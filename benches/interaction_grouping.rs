use std::hint::black_box;

use criterion::{BenchmarkId, Criterion, Throughput, criterion_group, criterion_main};
use serde_json::{Value, json};
use transcript_navigator::grouping::group_with_stats;

/// Generate a history of N records cycling through the recognized record shapes
fn generate_history(num_records: usize) -> Vec<Value> {
    (0..num_records)
        .map(|i| match i % 6 {
            0 => json!({"customer": format!("Customer question {}", i)}),
            1 => json!({"ai_agent": format!("Agent answer {}", i)}),
            2 => json!({"role": "user", "content": format!("Follow-up {}", i)}),
            3 => json!({"role": "assistant", "content": format!("Reply {}", i)}),
            4 => json!({"user": format!("Combined {}", i), "assistant": "Combined reply"}),
            _ => json!({"unrecognized": i}),
        })
        .collect()
}

/// Generate a history of N bare strings alternating customer and agent
fn generate_bare_history(num_records: usize) -> Vec<Value> {
    (0..num_records).map(|i| json!(format!("Message {}", i))).collect()
}

fn bench_group_mixed_shapes(c: &mut Criterion) {
    let mut group = c.benchmark_group("group_mixed_shapes");

    for size in [10, 100, 1_000, 10_000].iter() {
        let history = generate_history(*size);

        group.throughput(Throughput::Elements(*size as u64));
        group.bench_with_input(BenchmarkId::from_parameter(size), size, |b, _| {
            b.iter(|| group_with_stats(black_box(&history)));
        });
    }

    group.finish();
}

fn bench_group_bare_strings(c: &mut Criterion) {
    let mut group = c.benchmark_group("group_bare_strings");

    for size in [100, 10_000].iter() {
        let history = generate_bare_history(*size);

        group.throughput(Throughput::Elements(*size as u64));
        group.bench_with_input(BenchmarkId::from_parameter(size), size, |b, _| {
            b.iter(|| group_with_stats(black_box(&history)));
        });
    }

    group.finish();
}

criterion_group!(benches, bench_group_mixed_shapes, bench_group_bare_strings);
criterion_main!(benches);
use chrono::{DateTime, Utc};
use serde::{Deserialize, Serialize};

#[derive(Debug, Clone, Copy, PartialEq, Eq, Hash, Serialize, Deserialize)]
#[serde(rename_all = "snake_case")]
pub enum Speaker {
    Customer,
    Agent,
}

impl Speaker {
    /// Classify a speaker tag such as `role`, `type`, `sender` or `from`.
    /// Only `"user"` and `"customer"` denote the customer.
    pub fn from_tag(tag: &str) -> Self {
        match tag {
            "user" | "customer" => Speaker::Customer,
            _ => Speaker::Agent,
        }
    }
}

#[derive(Debug, Clone, PartialEq, Eq, Serialize, Deserialize)]
pub struct NormalizedMessage {
    pub speaker: Speaker,
    pub text: String,
}

/// One customer message and the agent messages that answered it
#[derive(Debug, Clone, PartialEq, Eq, Serialize, Deserialize)]
pub struct Interaction {
    pub customer_message: String,
    pub agent_messages: Vec<String>,
    pub interaction_number: usize,
    /// Outcome label carried by the opening record, if it had one
    #[serde(default, skip_serializing_if = "Option::is_none")]
    pub result: Option<String>,
    #[serde(default, skip_serializing_if = "Option::is_none")]
    pub timestamp: Option<DateTime<Utc>>,
}

impl Interaction {
    pub fn message_count(&self) -> usize {
        1 + self.agent_messages.len()
    }
}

____

What this task involves: Give back the data above, repeating every record exactly.

Task result:
filename benches/interaction_grouping.rs
use std::hint::black_box;

use criterion::{BenchmarkId, Criterion, Throughput, criterion_group, criterion_main};
use serde_json::{Value, json};
use transcript_navigator::grouping::group_with_stats;

/// Generate a history of N records cycling through the recognized record shapes
fn generate_history(num_records: usize) -> Vec<Value> {
    (0..num_records)
        .map(|i| match i % 6 {
            0 => json!({"customer": format!("Customer question {}", i)}),
            1 => json!({"ai_agent": format!("Agent answer {}", i)}),
            2 => json!({"role": "user", "content": format!("Follow-up {}", i)}),
            3 => json!({"role": "assistant", "content": format!("Reply {}", i)}),
            4 => json!({"user": format!("Combined {}", i), "assistant": "Combined reply"}),
            _ => json!({"unrecognized": i}),
        })
        .collect()
}

/// Generate a history of N bare strings alternating customer and agent
fn generate_bare_history(num_records: usize) -> Vec<Value> {
    (0..num_records).map(|i| json!(format!("Message {}", i))).collect()
}

fn bench_group_mixed_shapes(c: &mut Criterion) {
    let mut group = c.benchmark_group("group_mixed_shapes");

    for size in [10, 100, 1_000, 10_000].iter() {
        let history = generate_history(*size);

        group.throughput(Throughput::Elements(*size as u64));
        group.bench_with_input(BenchmarkId::from_parameter(size), size, |b, _| {
            b.iter(|| group_with_stats(black_box(&history)));
        });
    }

    group.finish();
}

fn bench_group_bare_strings(c: &mut Criterion) {
    let mut group = c.benchmark_group("group_bare_strings");

    for size in [100, 10_000].iter() {
        let history = generate_bare_history(*size);

        group.throughput(Throughput::Elements(*size as u64));
        group.bench_with_input(BenchmarkId::from_parameter(size), size, |b, _| {
            b.iter(|| group_with_stats(black_box(&history)));
        });
    }

    group.finish();
}

criterion_group!(benches, bench_group_mixed_shapes, bench_group_bare_strings);
criterion_main!(benches);
use chrono::{DateTime, Utc};
use serde::{Deserialize, Serialize};

#[derive(Debug, Clone, Copy, PartialEq, Eq, Hash, Serialize, Deserialize)]
#[serde(rename_all = "snake_case")]
pub enum Speaker {
    Customer,
    Agent,
}

impl Speaker {
    /// Classify a speaker tag such as `role`, `type`, `sender` or `from`.
    /// Only `"user"` and `"customer"` denote the customer.
    pub fn from_tag(tag: &str) -> Self {
        match tag {
            "user" | "customer" => Speaker::Customer,
            _ => Speaker::Agent,
        }
    }
}

#[derive(Debug, Clone, PartialEq, Eq, Serialize, Deserialize)]
pub struct NormalizedMessage {
    pub speaker: Speaker,
    pub text: String,
}

/// One customer message and the agent messages that answered it
#[derive(Debug, Clone, PartialEq, Eq, Serialize, Deserialize)]
pub struct Interaction {
    pub customer_message: String,
    pub agent_messages: Vec<String>,
    pub interaction_number: usize,
    /// Outcome label carried by the opening record, if it had one
    #[serde(default, skip_serializing_if = "Option::is_none")]
    pub result: Option<String>,
    #[serde(default, skip_serializing_if = "Option::is_none")]
    pub timestamp: Option<DateTime<Utc>>,
}

impl Interaction {
    pub fn message_count(&self) -> usize {
        1 + self.agent_messages.len()
    }
}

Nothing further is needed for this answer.